Réalisée en 1973, Untitled (Self Portrait with Blood - Autoportrait en sang) est une photographie en couleur montrant une vue rapprochée du visage d'une jeune femme ruisselant de sang. Elle fait partie d'un groupe d'images qui documentent une performance dans laquelle l'artiste a posé pour l’appareil photographique avec du sang coulant sur son visage, son cou et ses vêtements de coton blanc. Sur ce cliché, la tête est inclinée vers l'arrière mettant en avant ses narines ensanglantées. Ses yeux entrouverts regardent directement le spectateur. Le sang recouvre son front et coule le long de son nez, dans ses lèvres et sur les côtés de son visage, coagulant dans ses longs cheveux noirs. Mendieta a photographié ses performances et ses happenings à l'aide de diapositives 35 mm. Cette œuvre, conservée à Londres à la Tate Modern, est dans la lignée de celles que Mendieta a créé les années précédentes comme Untitled (Variations esthétiques du visage) où elle pose face à l’objectif, déformant son visage par le maquillage, les perruques et des collants déchirés enfilés sur sa tête.

Siluetas

La série Siluetas, réalisée entre 1973 et 1980, met en scène des empreintes de son corps, visibles en creux dans la terre et le sable ou réalisées par un assemblage de divers éléments naturels. Ana Mendieta a utilisé son propre corps, pour marquer sa silhouette sur la terre, l'herbe, le sable, la boue, la neige ou la glace. Les formations rocheuses naturelles, la végétation, les matériaux et les débris terreux, le feu, l'eau et la poudre à canon sont devenus ses supports lorsqu'elle s'est tournée vers la production d’œuvres en plein air. Ces empreintes sont destinées à être éphémères, la nature pouvant reprendre son droit, et sont parfois asexuées. Cette série est imprégnée d'un double mouvement : celui du marquage du corps dans la nature, grâce aux empreintes laissées, mais aussi l'effacement de ce même corps, par leur caractère temporaire. Cette période est extrêmement prolifique : environ 200 pièces individuelles de la série Siluetas sont documentées dans des films et des photographies. La série a été, pour l'essentiel, réalisée dans les environs d'Iowa City (où elle a vécu) et près d'Oaxaca, au Mexique (où elle s'est rendue durant l'été). Les Siluetas ont été le début d'une forme d'art nouvelle et puissante dont elle a été la pionnière, en mêlant terrassement, féminisme, performance, art conceptuel, photographies et films.

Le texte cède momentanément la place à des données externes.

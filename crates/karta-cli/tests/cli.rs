//! Smoke tests for the `karta` binary.

use std::fs;
use std::str;

use assert_cmd::Command;
use rstest::{fixture, rstest};
use tempfile::TempDir;

const CHECKOUT: &str = "@shop\nFeature: Checkout\n  Iterations: 5\n  IterationPolicy: one scenario per iteration\n  @card\n  Scenario: Card\n    Probability: 40%\n    Given a customer\n      { \"name\": $random_string(8) }\n    Then the order is placed\n  Scenario: Voucher\n    Probability: 60%\n    Given a voucher\n    Then the order is placed\n";

#[fixture]
#[expect(clippy::expect_used, reason = "fixture setup failures should abort the test")]
fn workspace() -> TempDir {
    let dir = TempDir::new().expect("temp dir");
    fs::create_dir_all(dir.path().join("nested")).expect("nested dir");
    fs::write(dir.path().join("checkout.kriya"), CHECKOUT).expect("write feature");
    dir
}

#[expect(clippy::expect_used, reason = "the binary is built for integration tests")]
fn karta() -> Command {
    let mut command = Command::cargo_bin("karta").expect("binary exists");
    command.env_remove("KARTA_LOG_LEVEL");
    command
}

#[rstest]
#[expect(clippy::expect_used, reason = "output is UTF-8")]
fn check_accepts_valid_features(workspace: TempDir) {
    let output = karta().arg("check").arg(workspace.path()).output().expect("runs");
    assert!(output.status.success());
    let stdout = str::from_utf8(&output.stdout).expect("utf8");
    assert!(stdout.contains("checkout.kriya (2 scenario(s))"), "{stdout}");
}

#[rstest]
#[expect(clippy::expect_used, reason = "output is UTF-8")]
fn check_fails_on_broken_features(workspace: TempDir) {
    fs::write(
        workspace.path().join("nested/broken.kriya"),
        "Feature: Broken\n  Scenario: S\n    Given x\n      { a: 1 ; }\n",
    )
    .expect("write feature");
    let output = karta().arg("check").arg(workspace.path()).output().expect("runs");
    assert!(!output.status.success());
    let stdout = str::from_utf8(&output.stdout).expect("utf8");
    assert!(stdout.contains("error "), "{stdout}");
    let stderr = str::from_utf8(&output.stderr).expect("utf8");
    assert!(stderr.contains("1 of 2 feature file(s) failed to load"), "{stderr}");
}

#[rstest]
#[expect(clippy::expect_used, reason = "compiled output is valid YAML")]
fn compiled_yaml_checks_again(workspace: TempDir) {
    let output = karta()
        .args(["compile", "--format", "yaml"])
        .arg(workspace.path().join("checkout.kriya"))
        .output()
        .expect("runs");
    assert!(output.status.success());
    let yaml = workspace.path().join("nested/checkout.yaml");
    fs::write(&yaml, &output.stdout).expect("write yaml");
    karta().arg("check").arg(&yaml).assert().success();
}

#[rstest]
#[expect(clippy::expect_used, reason = "output is UTF-8")]
fn scenarios_honour_tag_filters(workspace: TempDir) {
    let output = karta()
        .args(["scenarios", "--tags", "card"])
        .arg(workspace.path())
        .output()
        .expect("runs");
    assert!(output.status.success());
    let stdout = str::from_utf8(&output.stdout).expect("utf8");
    assert_eq!(stdout.lines().count(), 1);
    assert!(stdout.starts_with("Checkout :: Card ("), "{stdout}");
}

#[rstest]
fn invalid_log_levels_are_rejected(workspace: TempDir) {
    karta()
        .env("KARTA_LOG_LEVEL", "shouty")
        .arg("check")
        .arg(workspace.path())
        .assert()
        .failure();
    karta()
        .args(["--log-level", "shouty", "check"])
        .arg(workspace.path())
        .assert()
        .failure();
}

Ana Mendieta a souvent utilisé son corps nu pour explorer et se connecter à la terre, comme on peut le voir dans son œuvre Imagen de Yagul, issue de la série Siluetas Works in Mexico 1973-1977. Sur la photographie de cette performance, on voit Ana Mendieta allongée nue dans une tombe préhispanique — probablement d'origine zapotèque — sur le site mésoaméricain de Yagul. Elle est recouverte de fleurs blanches et d’herbe arrangées par Hans Breder. Celui-ci prend une série de photographies à partir de laquelle Mendieta a imprimé une seule image emblématique. Cette œuvre révèle son désir de fusionner ou de ne faire qu’un avec la terre. La réalisation de l'œuvre dans une tombe préhispanique fait référence à la culture mexicaine et vient renforcer les liens avec un passé ancestral — avec lequel Mendieta ressentait une étroite affinité — et avec les histoires et les systèmes de croyances des civilisations que Mendieta estimaient être plus en phase avec les ressources naturelles. Les Siluetas ont rendu tangible la croyance de Mendieta en la terre comme déesse, enracinée dans la Santeria afro-cubaine.

Performances : 1972-1980

Expositions

Expositions personnelles et collectives

Rétrospectives

En 2017, 23 films sont restaurés et présentés au Berkeley Art Museum and Pacific Film Archive en Californie et en 2018 à Berlin, au Martin-Gropius-Bau.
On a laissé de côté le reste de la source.